→ Exercise directions:
Which lines of the data contain the string "RepoId"? Copy every one.

[Dataset entries]

/---

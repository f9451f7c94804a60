//! ghscout
//!
//! TUI application for searching GitHub users and browsing their public
//! repositories.
//!
//! Follows a Pure Core / Impure Shell architecture: `model` and `state` are
//! pure and tested without a terminal or network; `api` and `view` perform
//! the I/O.

pub mod api;
pub mod config;
pub mod logging;
pub mod model;
pub mod state;
pub mod view;

#[cfg(test)]
mod test_harness;

#[cfg(test)]
mod tests;
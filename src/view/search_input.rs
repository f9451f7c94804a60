//! Search input widget for rendering the query box.

use crate::state::QueryInput;
use crate::view::constants::SPINNER_FRAMES;
use crate::view::styles::ResultStyles;
use ratatui::{
    buffer::Buffer,
    layout::Rect,
    style::{Color, Modifier, Style},
    text::{Line, Span},
    widgets::{Block, Borders, Paragraph, Widget},
};
use unicode_width::{UnicodeWidthChar, UnicodeWidthStr};

/// Title shown when no search is running.
pub const SEARCH_TITLE: &str = " Search GitHub users ";

/// Search input widget.
///
/// Shows the query with a block cursor while focused. While a search is in
/// flight the title carries a spinner, and Enter is ignored.
pub struct SearchInput<'a> {
    input: &'a QueryInput,
    styles: &'a ResultStyles,
    focused: bool,
    loading: bool,
    tick: usize,
}

impl<'a> SearchInput<'a> {
    /// Unfocused, idle widget for `input`.
    pub fn new(input: &'a QueryInput, styles: &'a ResultStyles) -> Self {
        Self {
            input,
            styles,
            focused: false,
            loading: false,
            tick: 0,
        }
    }

    /// Draw the block cursor and the focused border.
    pub fn focused(mut self, focused: bool) -> Self {
        self.focused = focused;
        self
    }

    /// Show the busy spinner at animation step `tick`.
    pub fn loading(mut self, loading: bool, tick: usize) -> Self {
        self.loading = loading;
        self.tick = tick;
        self
    }

    fn title(&self) -> Line<'static> {
        if self.loading {
            let frame = SPINNER_FRAMES[self.tick % SPINNER_FRAMES.len()];
            Line::from(vec![
                Span::raw(" Searching "),
                Span::styled(frame, self.styles.spinner),
                Span::raw(" "),
            ])
        } else {
            Line::from(SEARCH_TITLE)
        }
    }

    fn query_line(&self, width: usize) -> Line<'static> {
        let text = self.input.text();
        if !self.focused {
            return Line::from(text.to_string());
        }

        // Split the visible part of the query into before/under/after the cursor
        let cursor = self.input.cursor();
        let start = scroll_start(text, cursor, width);
        let before: String = text.chars().skip(start).take(cursor - start).collect();
        let under: String = text
            .chars()
            .nth(cursor)
            .map(String::from)
            .unwrap_or_else(|| " ".to_string());
        let after: String = text.chars().skip(cursor + 1).collect();

        Line::from(vec![
            Span::raw(before),
            Span::styled(
                under,
                Style::default()
                    .bg(Color::White)
                    .fg(Color::Black)
                    .add_modifier(Modifier::BOLD),
            ),
            Span::raw(after),
        ])
    }
}

/// First character to draw so that the cursor cell fits in `width` columns.
///
/// Widths are display columns, so wide characters scroll out two at a time.
fn scroll_start(text: &str, cursor: usize, width: usize) -> usize {
    let prefix: String = text.chars().take(cursor).collect();
    let cursor_width = text
        .chars()
        .nth(cursor)
        .and_then(UnicodeWidthChar::width)
        .unwrap_or(1)
        .max(1);

    let mut used = prefix.width() + cursor_width;
    let mut start = 0;
    for ch in prefix.chars() {
        if used <= width {
            break;
        }
        used -= ch.width().unwrap_or(0);
        start += 1;
    }
    start
}

impl Widget for SearchInput<'_> {
    fn render(self, area: Rect, buf: &mut Buffer) {
        let border_style = if self.focused {
            self.styles.focused_border
        } else {
            self.styles.unfocused_border
        };

        let block = Block::default()
            .borders(Borders::ALL)
            .border_style(border_style)
            .title(self.title());
        let width = block.inner(area).width as usize;

        Paragraph::new(self.query_line(width))
            .block(block)
            .render(area, buf);
    }
}
//! Acceptance tests for the per-user repository list

use crate::model::{FetchError, RepoId, RepoSummary, UserSummary};
use crate::state::{LoadState, ResultRow};
use crate::test_harness::AcceptanceTestHarness;
use crossterm::event::KeyCode;

// ===== Test Helpers =====

fn repo(id: u64, name: &str, owner: &str) -> RepoSummary {
    RepoSummary {
        id: RepoId::new(id),
        name: name.to_string(),
        description: Some(format!("{} by {}", name, owner)),
        stargazers_count: id,
        html_url: format!("https://github.com/{}/{}", owner, name),
    }
}

/// Harness with users "a" and "b" listed and the cursor on "a".
fn two_users() -> AcceptanceTestHarness {
    let mut harness = AcceptanceTestHarness::new();
    harness.search("a");
    harness.complete_search(0, Ok(vec![UserSummary::new(1, "a"), UserSummary::new(2, "b")]));
    harness
}

// ===== Scenario: username changes while a fetch is pending =====

#[test]
fn late_response_for_previous_user_is_discarded() {
    // GIVEN: "a" expanded with its repositories still loading
    let mut harness = two_users();
    harness.send_key(KeyCode::Enter);

    // WHEN: User switches to "b" before "a" resolves
    harness.send_key(KeyCode::Char('j'));
    harness.send_key(KeyCode::Enter);
    assert_eq!(harness.repo_ticket(1).username, "b");

    assert!(harness.complete_repositories(1, Ok(vec![repo(20, "b-repo", "b")])));
    // AND: "a"'s response arrives late
    assert!(!harness.complete_repositories(0, Ok(vec![repo(10, "a-repo", "a")])));

    // THEN: The list reflects "b", not "a"
    let list = harness.state().search.repository_list().unwrap();
    assert_eq!(list.username(), "b");
    assert_eq!(list.repos()[0].name, "b-repo");
    let output = harness.render_to_string();
    assert!(output.contains("b-repo"), "{}", output);
    assert!(!output.contains("a-repo"), "{}", output);
}

#[test]
fn late_response_before_current_one_does_not_flash() {
    let mut harness = two_users();
    harness.send_key(KeyCode::Enter);
    harness.send_key(KeyCode::Char('j'));
    harness.send_key(KeyCode::Enter);

    assert!(!harness.complete_repositories(0, Ok(vec![repo(10, "a-repo", "a")])));

    let list = harness.state().search.repository_list().unwrap();
    assert_eq!(*list.load_state(), LoadState::Loading);
    assert!(!harness.render_to_string().contains("a-repo"));
}

// ===== Expansion =====

#[test]
fn at_most_one_user_is_expanded() {
    let mut harness = two_users();
    harness.send_key(KeyCode::Enter);
    harness.send_key(KeyCode::Char('j'));

    harness.send_key(KeyCode::Enter);

    let output = harness.render_to_string();
    assert!(output.contains("▸ a"), "{}", output);
    assert!(output.contains("▾ b"), "{}", output);
}

#[test]
fn collapsing_and_reexpanding_fetches_again() {
    let mut harness = two_users();
    harness.send_key(KeyCode::Enter);
    harness.complete_repositories(0, Ok(vec![repo(10, "a-repo", "a")]));

    harness.send_key(KeyCode::Enter);
    assert!(harness.state().search.repository_list().is_none());
    harness.send_key(KeyCode::Enter);

    assert_eq!(harness.repo_ticket(1).username, "a");
    assert!(harness.render_to_string().contains("Loading repositories..."));
}

#[test]
fn user_without_repositories_shows_empty_text() {
    let mut harness = two_users();
    harness.send_key(KeyCode::Enter);

    harness.complete_repositories(0, Ok(vec![]));

    assert!(harness.render_to_string().contains("No repositories found."));
}

// ===== Failure and refresh =====

#[test]
fn repository_failure_then_refresh_recovers() {
    let mut harness = two_users();
    harness.send_key(KeyCode::Enter);
    harness.complete_repositories(0, Err(FetchError::HttpStatus { status: 500 }));
    assert!(harness
        .render_to_string()
        .contains("Failed to fetch repositories"));

    // Cursor sits on the expanded user, so 'r' refreshes its repositories
    harness.send_key(KeyCode::Char('r'));
    assert_eq!(harness.repo_ticket(1).username, "a");
    harness.complete_repositories(1, Ok(vec![repo(10, "a-repo", "a")]));

    let output = harness.render_to_string();
    assert!(!output.contains("Failed to fetch repositories"), "{}", output);
    assert!(output.contains("a-repo"), "{}", output);
}

#[test]
fn cursor_walks_into_repository_rows() {
    let mut harness = two_users();
    harness.send_key(KeyCode::Enter);
    harness.complete_repositories(
        0,
        Ok(vec![repo(10, "first", "a"), repo(11, "second", "a")]),
    );

    harness.send_key(KeyCode::Char('j'));
    harness.send_key(KeyCode::Char('j'));
    assert_eq!(harness.state().selected(), Some(ResultRow::Repository(1)));

    harness.send_key(KeyCode::Char('j'));
    assert_eq!(harness.state().selected(), Some(ResultRow::User(1)));

    harness.send_key(KeyCode::Char('g'));
    assert_eq!(harness.state().selected(), Some(ResultRow::User(0)));
}

#[test]
fn q_from_results_quits() {
    let mut harness = two_users();

    assert!(harness.send_key(KeyCode::Char('q')));
    assert!(!harness.is_running());
}
//! UI state machine (pure).
//!
//! All state transitions are pure functions testable without TUI.

pub mod app_state;
pub mod expansion;
pub mod load_state;
pub mod repository_list;
pub mod results_handler;
pub mod search_input_handler;
pub mod user_search;

// Re-export for convenience
pub use app_state::{AppState, FocusPane, ResultRow};
pub use expansion::Expansion;
pub use load_state::LoadState;
pub use repository_list::{
    RepositoryListState, RepositoryListView, LOADING_REPOSITORIES_TEXT, NO_REPOSITORIES_TEXT,
};
pub use results_handler::{handle_results_action, submit_query, Effect};
pub use search_input_handler::QueryInput;
pub use user_search::{UserSearchState, USER_NOT_FOUND_TEXT};
//! Layout dimension constants for TUI rendering.
//!
//! Centralized location for all layout-related numeric values to enable
//! consistent tuning across the application.

/// Height of the title bar in lines.
pub const TITLE_BAR_HEIGHT: u16 = 1;

/// Height of the search input widget in lines.
///
/// Includes border and text input area.
pub const SEARCH_INPUT_HEIGHT: u16 = 3;

/// Height of the status bar in lines.
///
/// Single line for status text and keyboard hints.
pub const STATUS_BAR_HEIGHT: u16 = 1;

/// Width percentage for help overlay popup.
pub const HELP_POPUP_WIDTH_PERCENT: u16 = 70;

/// Height percentage for help overlay popup.
pub const HELP_POPUP_HEIGHT_PERCENT: u16 = 80;

/// Left padding of repository lines under an expanded user.
pub const REPOSITORY_INDENT: &str = "    ";

/// Frames of the busy indicator, advanced once per event loop tick.
pub const SPINNER_FRAMES: [&str; 4] = ["|", "/", "-", "\\"];
//! Tracing subscriber initialization.
//!
//! The terminal belongs to the TUI, so logs go to a file. Follow them with
//! `tail -f` in a separate terminal.

use std::path::{Path, PathBuf};
use thiserror::Error;
use tracing_subscriber::EnvFilter;

/// Filter used when `RUST_LOG` is unset or unparseable.
///
/// The HTTP stack is held at `warn`; its per-connection `debug` output would
/// bury the application's own events.
pub const DEFAULT_FILTER: &str = "info,hyper=warn,hyper_util=warn,reqwest=warn";

/// Error type for logging initialization failures.
#[derive(Debug, Error)]
pub enum LoggingError {
    /// Failed to create log directory
    #[error("Failed to create log directory at {path:?}: {source}")]
    DirectoryCreation {
        /// The directory path that failed to be created
        path: PathBuf,
        /// The underlying I/O error
        #[source]
        source: std::io::Error,
    },

    /// Log path has no usable file name or no parent directory
    #[error("Invalid log file path: {0:?}")]
    InvalidPath(PathBuf),

    /// Tracing subscriber already initialized
    #[error("Tracing subscriber already initialized")]
    SubscriberAlreadySet,
}

/// Build the event filter from `RUST_LOG`, falling back to [`DEFAULT_FILTER`].
pub fn env_filter() -> EnvFilter {
    EnvFilter::try_from_default_env().unwrap_or_else(|_| EnvFilter::new(DEFAULT_FILTER))
}

/// Initialize the tracing subscriber with file-based logging.
///
/// Creates the log directory if it doesn't exist and appends to `log_path`.
///
/// # Errors
///
/// Fails if the directory cannot be created, the path has no file name, or
/// a global subscriber is already installed.
pub fn init(log_path: &Path) -> Result<(), LoggingError> {
    let (directory, file_name) = split_log_path(log_path)?;

    std::fs::create_dir_all(directory).map_err(|source| LoggingError::DirectoryCreation {
        path: directory.to_path_buf(),
        source,
    })?;

    let file_appender = tracing_appender::rolling::never(directory, file_name);

    tracing_subscriber::fmt()
        .with_env_filter(env_filter())
        .with_writer(file_appender)
        .with_ansi(false)
        .with_target(true)
        .try_init()
        .map_err(|_| LoggingError::SubscriberAlreadySet)
}

/// Split into (directory, file name). A bare file name logs to `.`.
fn split_log_path(log_path: &Path) -> Result<(&Path, &str), LoggingError> {
    let file_name = log_path
        .file_name()
        .and_then(|n| n.to_str())
        .ok_or_else(|| LoggingError::InvalidPath(log_path.to_path_buf()))?;

    let directory = match log_path.parent() {
        Some(parent) if !parent.as_os_str().is_empty() => parent,
        Some(_) => Path::new("."),
        None => return Err(LoggingError::InvalidPath(log_path.to_path_buf())),
    };

    Ok((directory, file_name))
}

#[cfg(test)]
mod tests {
    use super::*;
    use serial_test::serial;
    use std::fs;

    #[test]
    fn split_uses_parent_and_file_name() {
        let (dir, name) = split_log_path(Path::new("/var/log/ghscout/app.log")).unwrap();
        assert_eq!(dir, Path::new("/var/log/ghscout"));
        assert_eq!(name, "app.log");
    }

    #[test]
    fn split_bare_file_name_logs_to_current_directory() {
        let (dir, name) = split_log_path(Path::new("ghscout.log")).unwrap();
        assert_eq!(dir, Path::new("."));
        assert_eq!(name, "ghscout.log");
    }

    #[test]
    fn split_rejects_root() {
        let err = split_log_path(Path::new("/")).unwrap_err();
        assert!(matches!(err, LoggingError::InvalidPath(_)));
    }

    #[test]
    fn default_filter_parses() {
        // EnvFilter::new never fails; a typo would silently drop directives
        let filter = EnvFilter::try_new(DEFAULT_FILTER);
        assert!(filter.is_ok(), "DEFAULT_FILTER should parse: {:?}", filter);
    }

    #[test]
    #[serial(tracing_init)]
    fn init_creates_log_directory_if_missing() {
        let test_dir = std::env::temp_dir().join("ghscout_test_logs_create");
        let log_file = test_dir.join("test.log");
        let _ = fs::remove_dir_all(&test_dir);

        // May fail if subscriber already set, which is fine
        let _ = init(&log_file);

        assert!(
            test_dir.exists(),
            "Log directory should be created: {:?}",
            test_dir
        );

        let _ = fs::remove_dir_all(&test_dir);
    }

    #[test]
    #[serial(tracing_init)]
    fn second_init_reports_subscriber_already_set() {
        let test_dir = std::env::temp_dir().join("ghscout_test_logs_twice");
        let log_file = test_dir.join("test.log");

        let _ = init(&log_file);
        let second = init(&log_file);

        assert!(
            matches!(second, Err(LoggingError::SubscriberAlreadySet)),
            "Second init should fail, got {:?}",
            second
        );

        let _ = fs::remove_dir_all(&test_dir);
    }
}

\---

→ Written answer:
use crate::model::{FetchError, RepoId, RepoSummary, UserSummary};
        id: RepoId::new(id),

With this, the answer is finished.